Volkswagen AG board chairman Professor Martin Winterkorn has announced a 'Future Tracks' initiative that aims to prepare the group for the upheavals ahead in motor retail.
Directly before the opening of the Geneva Motor Show, Winterkorn said the 'Future Tracks' initiative intends to break new ground and to reorient the group's thinking and action. It will bring together the best developers, production experts and strategists for this purpose.
Winterkorn said "Over the next few years, our industry will face one of the greatest upheavals since the invention of the automobile. People's mobility expectations are undergoing a fundamental transformation.
"Their wishes concerning their own cars are changing faster and faster. There are fundamental differences between lifestyles and needs from region to region. And digitalization is increasingly redefining the way we live and work.

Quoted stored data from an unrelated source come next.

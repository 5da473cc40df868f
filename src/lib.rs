//! RepCount: turns per-frame joint angles into counted repetitions
//!
//! One sample per limb per tracking frame flows through
//! buffer → classifier → confirmer → lifecycle, with the feedback
//! advisor running on the same sample. All timestamps come from the caller.

pub mod core;
pub mod types;

// =============================================================================
// CLASSIFICATION [C]
// =============================================================================

/// Hysteresis margin around the calibration thresholds (degrees)
pub const HYSTERESIS_MARGIN_DEG: f64 = 5.0;

/// How long a candidate stage must persist before it is committed (seconds)
pub const STATE_HOLD_TIME_SECS: f64 = 0.15;

/// Velocity below which a candidate is considered settled (degrees per sample)
pub const SETTLED_VELOCITY: f64 = 15.0;

// =============================================================================
// STABILITY BUFFER [C]
// =============================================================================

/// Number of raw angle samples kept per limb
pub const ANGLE_BUFFER_CAPACITY: usize = 8;

/// Samples required before velocity is defined
pub const MIN_SAMPLES_FOR_VELOCITY: usize = 4;

/// Sampling intervals spanned by the velocity estimate
pub const VELOCITY_SPAN: usize = MIN_SAMPLES_FOR_VELOCITY - 1;

// =============================================================================
// REP LIFECYCLE [C]
// =============================================================================

/// Shortest cycle that still counts as a rep (seconds)
pub const MIN_REP_DURATION_SECS: f64 = 0.6;

// =============================================================================
// FEEDBACK [C]
// =============================================================================

/// Above this angle the limb is over-extended (degrees)
pub const OVER_EXTENSION_LIMIT_DEG: f64 = 178.0;

/// Below this angle the limb is over-curled (degrees)
pub const OVER_CURL_LIMIT_DEG: f64 = 2.0;

/// Velocity below which the limb counts as stalled
pub const STALL_VELOCITY: f64 = 0.5;

/// Slack past a calibration threshold before a stall is corrected (degrees)
pub const STALL_TOLERANCE_DEG: f64 = 10.0;

/// How long a compliment stays up after a counted rep (seconds)
pub const PRAISE_WINDOW_SECS: f64 = 2.0;

// =============================================================================
// VERSION
// =============================================================================

pub const VERSION: &str = "0.1.0";
//! Core modules for RepCount

pub mod buffer;
pub mod classifier;
pub mod config;
pub mod confirmer;
pub mod counter;
pub mod feedback;
pub mod lifecycle;
pub mod sample_parser;
pub mod session;

pub use buffer::StabilityBuffer;
pub use classifier::{target_stage, StageClassifier};
pub use config::{load_calibration, load_config, CounterConfig};
pub use confirmer::{Confirmation, PendingTransition, TransitionConfirmer};
pub use counter::{LimbTracker, RepCounter};
pub use feedback::{AdviceInput, FeedbackAdvisor};
pub use lifecycle::RepLifecycle;
pub use sample_parser::SampleParser;
pub use session::{LimbSummary, Session, SessionSummary};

"Against the backdrop of these challenges, the automobile industry must not bury its head in the sand but must welcome these developments and take them into account in its long-term strategies."
He said changing customer demands will impact on the industry's traditional model cycles, so the automotive sector must adapt even faster and more flexibly in order to offer precisely the right car with the right technology at the right time.
"This will force us to think about whether we may need to significantly shorten the normal model cycles of seven to eight years," Winterkorn underlined. The fact that the car was more and more becoming a mobile computer would have "revolutionary consequences for future operation."
In Winterkorn's opinion, progressive digitalization will challenge conventional model strategies. "In future, customers may well implement part of the next facelift themselves, via a software update in their own garage. This development could soon place us in a position to offer additional added value for customers, irrespective of previous model cycles."
Against the backdrop of increasingly diverse customer wishes changing at a faster and faster pace, he said that it was necessary to ask "whether every current model would automatically have a successor."
Winterkorn said: "It is more probable that people will increasingly expect us to provide entirely new body variants or designs of which we currently have no idea. These are questions that touch the future of our industry to the core, questions that will call for intensive efforts on our part."